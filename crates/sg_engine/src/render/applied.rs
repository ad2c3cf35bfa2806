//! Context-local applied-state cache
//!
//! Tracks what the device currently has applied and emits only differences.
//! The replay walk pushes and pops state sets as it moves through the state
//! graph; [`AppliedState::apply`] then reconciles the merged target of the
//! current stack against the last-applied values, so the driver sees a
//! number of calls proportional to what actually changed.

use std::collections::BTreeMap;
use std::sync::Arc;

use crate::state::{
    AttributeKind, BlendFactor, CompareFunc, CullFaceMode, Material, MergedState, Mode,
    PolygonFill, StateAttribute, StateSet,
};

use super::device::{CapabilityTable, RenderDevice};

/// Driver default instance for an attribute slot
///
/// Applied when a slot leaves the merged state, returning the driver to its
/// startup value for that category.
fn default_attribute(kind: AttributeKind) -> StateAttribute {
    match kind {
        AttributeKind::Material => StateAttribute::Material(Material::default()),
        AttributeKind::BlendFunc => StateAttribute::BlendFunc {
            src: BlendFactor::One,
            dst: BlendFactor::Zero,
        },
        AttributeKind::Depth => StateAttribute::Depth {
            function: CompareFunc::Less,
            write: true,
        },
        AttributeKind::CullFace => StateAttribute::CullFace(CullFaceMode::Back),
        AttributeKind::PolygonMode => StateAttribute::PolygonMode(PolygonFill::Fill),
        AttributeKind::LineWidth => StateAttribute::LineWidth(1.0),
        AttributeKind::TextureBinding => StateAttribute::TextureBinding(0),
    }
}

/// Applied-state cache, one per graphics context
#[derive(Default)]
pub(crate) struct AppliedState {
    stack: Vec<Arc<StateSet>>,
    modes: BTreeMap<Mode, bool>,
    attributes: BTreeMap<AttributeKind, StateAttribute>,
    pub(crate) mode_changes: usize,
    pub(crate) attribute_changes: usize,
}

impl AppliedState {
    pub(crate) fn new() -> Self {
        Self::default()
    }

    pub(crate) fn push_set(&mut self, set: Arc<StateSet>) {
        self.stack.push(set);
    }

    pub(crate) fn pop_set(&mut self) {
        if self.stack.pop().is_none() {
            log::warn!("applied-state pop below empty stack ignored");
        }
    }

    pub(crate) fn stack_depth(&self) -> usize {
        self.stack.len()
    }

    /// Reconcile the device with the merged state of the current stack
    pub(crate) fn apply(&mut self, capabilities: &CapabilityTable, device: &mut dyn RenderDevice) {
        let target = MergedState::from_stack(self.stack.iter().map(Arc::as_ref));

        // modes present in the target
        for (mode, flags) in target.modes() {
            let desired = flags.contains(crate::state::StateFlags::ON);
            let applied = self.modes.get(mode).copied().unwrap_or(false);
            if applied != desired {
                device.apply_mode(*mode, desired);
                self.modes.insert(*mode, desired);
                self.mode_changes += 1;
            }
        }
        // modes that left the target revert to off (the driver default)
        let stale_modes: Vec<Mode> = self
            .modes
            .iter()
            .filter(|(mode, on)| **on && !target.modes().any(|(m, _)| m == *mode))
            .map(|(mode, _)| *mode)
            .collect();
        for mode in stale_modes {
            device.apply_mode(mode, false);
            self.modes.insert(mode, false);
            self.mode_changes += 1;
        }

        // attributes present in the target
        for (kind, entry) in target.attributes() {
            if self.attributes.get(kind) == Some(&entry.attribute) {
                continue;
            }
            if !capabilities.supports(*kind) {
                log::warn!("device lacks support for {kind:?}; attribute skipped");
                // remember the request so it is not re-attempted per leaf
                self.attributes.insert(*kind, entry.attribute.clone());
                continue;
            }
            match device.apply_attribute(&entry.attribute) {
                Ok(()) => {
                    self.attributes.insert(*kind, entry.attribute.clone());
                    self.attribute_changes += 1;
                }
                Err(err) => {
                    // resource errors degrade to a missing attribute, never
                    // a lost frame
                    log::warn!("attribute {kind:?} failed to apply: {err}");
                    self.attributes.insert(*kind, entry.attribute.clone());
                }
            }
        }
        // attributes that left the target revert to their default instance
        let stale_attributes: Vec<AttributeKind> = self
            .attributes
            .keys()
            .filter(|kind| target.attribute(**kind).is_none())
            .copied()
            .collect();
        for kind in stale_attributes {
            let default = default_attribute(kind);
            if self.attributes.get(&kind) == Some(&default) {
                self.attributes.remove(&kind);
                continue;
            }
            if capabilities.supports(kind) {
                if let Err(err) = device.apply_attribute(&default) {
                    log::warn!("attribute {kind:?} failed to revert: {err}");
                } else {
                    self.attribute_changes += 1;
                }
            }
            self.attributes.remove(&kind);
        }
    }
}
====================
== Work order ==
Your response should consist of the data above, duplicated exactly.

== Result for this task ==
filename crates/sg_engine/src/render/applied.rs
repository ad2c3cf35bfa2806
//! Context-local applied-state cache
//!
//! Tracks what the device currently has applied and emits only differences.
//! The replay walk pushes and pops state sets as it moves through the state
//! graph; [`AppliedState::apply`] then reconciles the merged target of the
//! current stack against the last-applied values, so the driver sees a
//! number of calls proportional to what actually changed.

use std::collections::BTreeMap;
use std::sync::Arc;

use crate::state::{
    AttributeKind, BlendFactor, CompareFunc, CullFaceMode, Material, MergedState, Mode,
    PolygonFill, StateAttribute, StateSet,
};

use super::device::{CapabilityTable, RenderDevice};

/// Driver default instance for an attribute slot
///
/// Applied when a slot leaves the merged state, returning the driver to its
/// startup value for that category.
fn default_attribute(kind: AttributeKind) -> StateAttribute {
    match kind {
        AttributeKind::Material => StateAttribute::Material(Material::default()),
        AttributeKind::BlendFunc => StateAttribute::BlendFunc {
            src: BlendFactor::One,
            dst: BlendFactor::Zero,
        },
        AttributeKind::Depth => StateAttribute::Depth {
            function: CompareFunc::Less,
            write: true,
        },
        AttributeKind::CullFace => StateAttribute::CullFace(CullFaceMode::Back),
        AttributeKind::PolygonMode => StateAttribute::PolygonMode(PolygonFill::Fill),
        AttributeKind::LineWidth => StateAttribute::LineWidth(1.0),
        AttributeKind::TextureBinding => StateAttribute::TextureBinding(0),
    }
}

/// Applied-state cache, one per graphics context
#[derive(Default)]
pub(crate) struct AppliedState {
    stack: Vec<Arc<StateSet>>,
    modes: BTreeMap<Mode, bool>,
    attributes: BTreeMap<AttributeKind, StateAttribute>,
    pub(crate) mode_changes: usize,
    pub(crate) attribute_changes: usize,
}

impl AppliedState {
    pub(crate) fn new() -> Self {
        Self::default()
    }

    pub(crate) fn push_set(&mut self, set: Arc<StateSet>) {
        self.stack.push(set);
    }

    pub(crate) fn pop_set(&mut self) {
        if self.stack.pop().is_none() {
            log::warn!("applied-state pop below empty stack ignored");
        }
    }

    pub(crate) fn stack_depth(&self) -> usize {
        self.stack.len()
    }

    /// Reconcile the device with the merged state of the current stack
    pub(crate) fn apply(&mut self, capabilities: &CapabilityTable, device: &mut dyn RenderDevice) {
        let target = MergedState::from_stack(self.stack.iter().map(Arc::as_ref));

        // modes present in the target
        for (mode, flags) in target.modes() {
            let desired = flags.contains(crate::state::StateFlags::ON);
            let applied = self.modes.get(mode).copied().unwrap_or(false);
            if applied != desired {
                device.apply_mode(*mode, desired);
                self.modes.insert(*mode, desired);
                self.mode_changes += 1;
            }
        }
        // modes that left the target revert to off (the driver default)
        let stale_modes: Vec<Mode> = self
            .modes
            .iter()
            .filter(|(mode, on)| **on && !target.modes().any(|(m, _)| m == *mode))
            .map(|(mode, _)| *mode)
            .collect();
        for mode in stale_modes {
            device.apply_mode(mode, false);
            self.modes.insert(mode, false);
            self.mode_changes += 1;
        }

        // attributes present in the target
        for (kind, entry) in target.attributes() {
            if self.attributes.get(kind) == Some(&entry.attribute) {
                continue;
            }
            if !capabilities.supports(*kind) {
                log::warn!("device lacks support for {kind:?}; attribute skipped");
                // remember the request so it is not re-attempted per leaf
                self.attributes.insert(*kind, entry.attribute.clone());
                continue;
            }
            match device.apply_attribute(&entry.attribute) {
                Ok(()) => {
                    self.attributes.insert(*kind, entry.attribute.clone());
                    self.attribute_changes += 1;
                }
                Err(err) => {
                    // resource errors degrade to a missing attribute, never
                    // a lost frame
                    log::warn!("attribute {kind:?} failed to apply: {err}");
                    self.attributes.insert(*kind, entry.attribute.clone());
                }
            }
        }
        // attributes that left the target revert to their default instance
        let stale_attributes: Vec<AttributeKind> = self
            .attributes
            .keys()
            .filter(|kind| target.attribute(**kind).is_none())
            .copied()
            .collect();
        for kind in stale_attributes {
            let default = default_attribute(kind);
            if self.attributes.get(&kind) == Some(&default) {
                self.attributes.remove(&kind);
                continue;
            }
            if capabilities.supports(kind) {
                if let Err(err) = device.apply_attribute(&default) {
                    log::warn!("attribute {kind:?} failed to revert: {err}");
                } else {
                    self.attribute_changes += 1;
                }
            }
            self.attributes.remove(&kind);
        }
    }
}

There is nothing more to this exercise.